New beginnings for old galaxies By Dan Vergano, USA TODAY
ATLANTA The discovery of old galaxies formed when the universe was young has astronomers rethinking the origins of these vast islands of stars.
Galaxies such as our own Milky Way — a spiral whirl of perhaps 200 billion stars, including the sun — come in a variety of shapes and sizes. The most common are elliptical ones, football-shaped balls of stars that include the largest and oldest galaxies.
Over the past two decades, many astronomers have come to see these giant ellipticals as the product of mergers between smaller spiral galaxies that play out over billions of years.
Understanding how galaxies form can help scientists answer many big questions, from why Earth is where it is today to how the Big Bang's explosive force shaped the universe.

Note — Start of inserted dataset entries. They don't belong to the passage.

//! Suppression: mask the value with a repeated character

use super::Mechanism;
use crate::domain::{AnonymizerError, Result};
use serde::de::Deserializer;
use serde::ser::{Error as _, Serializer};
use serde::{Deserialize, Serialize};
use std::fmt;
use std::sync::Arc;

pub(crate) const KIND: &str = "suppression";

const DEFAULT_CHAR: char = 'X';

type LengthFn = dyn Fn(usize) -> i64 + Send + Sync;

/// Length of the mask
#[derive(Clone)]
pub enum SuppressionLength {
    /// Same length for every input
    Fixed(i64),
    /// Length computed from the input length in characters
    Computed(Arc<LengthFn>),
}

impl SuppressionLength {
    pub fn computed<F>(f: F) -> Self
    where
        F: Fn(usize) -> i64 + Send + Sync + 'static,
    {
        Self::Computed(Arc::new(f))
    }
}

impl fmt::Debug for SuppressionLength {
    fn fmt(&self, f: &mut fmt::Formatter<'_>) -> fmt::Result {
        match self {
            Self::Fixed(n) => f.debug_tuple("Fixed").field(n).finish(),
            Self::Computed(_) => f.write_str("Computed(..)"),
        }
    }
}

impl Serialize for SuppressionLength {
    fn serialize<S: Serializer>(&self, serializer: S) -> std::result::Result<S::Ok, S::Error> {
        match self {
            Self::Fixed(n) => serializer.serialize_i64(*n),
            Self::Computed(_) => Err(S::Error::custom(
                "a computed suppression length cannot be serialized",
            )),
        }
    }
}

impl<'de> Deserialize<'de> for SuppressionLength {
    fn deserialize<D: Deserializer<'de>>(deserializer: D) -> std::result::Result<Self, D::Error> {
        i64::deserialize(deserializer).map(Self::Fixed)
    }
}

fn default_char() -> char {
    DEFAULT_CHAR
}

/// Parameters of [`Suppression`]
#[derive(Debug, Clone, Serialize, Deserialize)]
#[serde(deny_unknown_fields)]
pub struct SuppressionConfig {
    /// Masking character
    #[serde(rename = "char", default = "default_char")]
    pub suppression_char: char,

    /// Mask length, the input length when unset
    #[serde(default, skip_serializing_if = "Option::is_none")]
    pub length: Option<SuppressionLength>,
}

impl Default for SuppressionConfig {
    fn default() -> Self {
        Self {
            suppression_char: DEFAULT_CHAR,
            length: None,
        }
    }
}

impl SuppressionConfig {
    pub fn new(suppression_char: char, length: Option<SuppressionLength>) -> Self {
        Self {
            suppression_char,
            length,
        }
    }

    pub fn validate(&self) -> Result<()> {
        if let Some(SuppressionLength::Fixed(n)) = self.length {
            if n < 0 {
                return Err(AnonymizerError::InvalidConfig(format!(
                    "Suppression length must not be negative, got {n}"
                )));
            }
        }
        Ok(())
    }

    pub fn build(&self) -> Result<Suppression> {
        Suppression::new(self.suppression_char, self.length.clone())
    }
}

/// Replaces every character with a masking character
#[derive(Debug, Clone)]
pub struct Suppression {
    suppression_char: char,
    length: Option<SuppressionLength>,
}

impl Suppression {
    /// # Errors
    ///
    /// Returns [`AnonymizerError::InvalidConfig`] for a negative fixed length.
    pub fn new(suppression_char: char, length: Option<SuppressionLength>) -> Result<Self> {
        SuppressionConfig::new(suppression_char, length.clone()).validate()?;
        Ok(Self {
            suppression_char,
            length,
        })
    }

    fn mask_length(&self, input: &str) -> Result<usize> {
        let input_length = input.chars().count();
        let length = match &self.length {
            None => return Ok(input_length),
            Some(SuppressionLength::Fixed(n)) => *n,
            Some(SuppressionLength::Computed(f)) => f(input_length),
        };
        usize::try_from(length).map_err(|_| {
            AnonymizerError::InvalidConfig(format!(
                "Suppression length must not be negative, got {length}"
            ))
        })
    }
}

impl Mechanism for Suppression {
    fn anonymize(&mut self, input: &str) -> Result<String> {
        let length = self.mask_length(input)?;
        Ok(std::iter::repeat(self.suppression_char).take(length).collect())
    }

    fn kind(&self) -> &'static str {
        KIND
    }
}

#[cfg(test)]
mod tests {
    use super::*;

    #[test]
    fn test_default_masks_each_char() {
        let mut mechanism = SuppressionConfig::default().build().unwrap();
        assert_eq!(mechanism.anonymize("Alice").unwrap(), "XXXXX");
        assert_eq!(mechanism.anonymize("").unwrap(), "");
    }

    #[test]
    fn test_length_counts_chars_not_bytes() {
        let mut mechanism = Suppression::new('*', None).unwrap();
        assert_eq!(mechanism.anonymize("Jörg").unwrap(), "****");
    }

    #[test]
    fn test_fixed_length() {
        let mut mechanism = Suppression::new('Y', Some(SuppressionLength::Fixed(3))).unwrap();
        assert_eq!(mechanism.anonymize("Beta").unwrap(), "YYY");
        assert_eq!(mechanism.anonymize("A").unwrap(), "YYY");
    }

    #[test]
    fn test_computed_length() {
        let mut mechanism = Suppression::new(
            'X',
            Some(SuppressionLength::computed(|n| n as i64 * 2)),
        )
        .unwrap();
        assert_eq!(mechanism.anonymize("abc").unwrap(), "XXXXXX");
    }

    #[test]
    fn test_negative_fixed_length_rejected_at_build() {
        assert!(matches!(
            Suppression::new('X', Some(SuppressionLength::Fixed(-1))),
            Err(AnonymizerError::InvalidConfig(_))
        ));
    }

    #[test]
    fn test_negative_computed_length_fails_per_call() {
        let mut mechanism = Suppression::new(
            'X',
            Some(SuppressionLength::computed(|n| n as i64 - 3)),
        )
        .unwrap();
        assert_eq!(mechanism.anonymize("abcd").unwrap(), "X");
        assert!(matches!(
            mechanism.anonymize("ab"),
            Err(AnonymizerError::InvalidConfig(_))
        ));
    }

    #[test]
    fn test_config_fields() {
        let config: SuppressionConfig =
            serde_json::from_str(r##"{"char": "#", "length": 2}"##).unwrap();
        assert_eq!(config.suppression_char, '#');
        assert_eq!(config.build().unwrap().anonymize("long").unwrap(), "##");

        assert!(serde_json::from_str::<SuppressionConfig>(r#"{"char": "ab"}"#).is_err());
    }
}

But the results of a survey of more than 300 distant galaxies challenge certain assumptions about the formation of giant galaxies. The survey of galaxies that existed when the universe was from 3 billion to 6 billion years old was presented here Monday at the American Astronomical Society by the Gemini "Deep Deep" Survey team.
"Our big result is that massive galaxies seem to be forming surprisingly soon after the Big Bang," says co-leader Roberto Abraham of the University of Toronto.
"We should be seeing fewer of them further back in time, but we don't."
The researchers found by telescope that about 19% of the galaxies surveyed are giant ellipticals already filled with aging red stars, says team astronomer Sandra Savaglio of Johns Hopkins University.
That implies the galaxies formed about 12 billion years ago, only a billion or so years after the Big Bang started the cosmos — and much earlier than first expected.
The idea that giant elliptical galaxies slowly built up over billions of years has been under siege recently in results from the Hubble Space Telescope and elsewhere, but the survey results "really give it a strong push aside," says astronomer David Koo of the University of California-Santa Cruz, who was not a member of the GDDS team.
He expects results from NASA's Spitzer infrared space telescope to provide within the year an even better picture of how giant galaxies form, along with solving other mysteries about galaxies from all ages of the universe.
Scientists at the meeting also reported a pair of space oddities: the brightest star and the fastest-moving star yet seen.
Astronomer Steve Eikenberry of the University of Florida in Gainesville described perhaps the brightest and biggest star of all, LBV 1806-20. Up to 40 million times brighter than the sun, it outshines the "Pistol" star, the previous brightness record-holder spotted by Hubble in 1997.
Despite its brightness, LBV 1806-20 isn't visible from Earth. The star hides on the far side of the Milky Way, and dust blocks the view, except from infrared telescopes.
The fastest star, called PV Ceph, appears to have been a young star booted out of its home solar system by other nearby stars at speeds of about 40,000 mph, 10 to 20 times more than normal for a star. It was reported by astronomers Alyssa Gordon of the Harvard-Smithsonian Center for Astrophysics and Hector Arce of Caltech.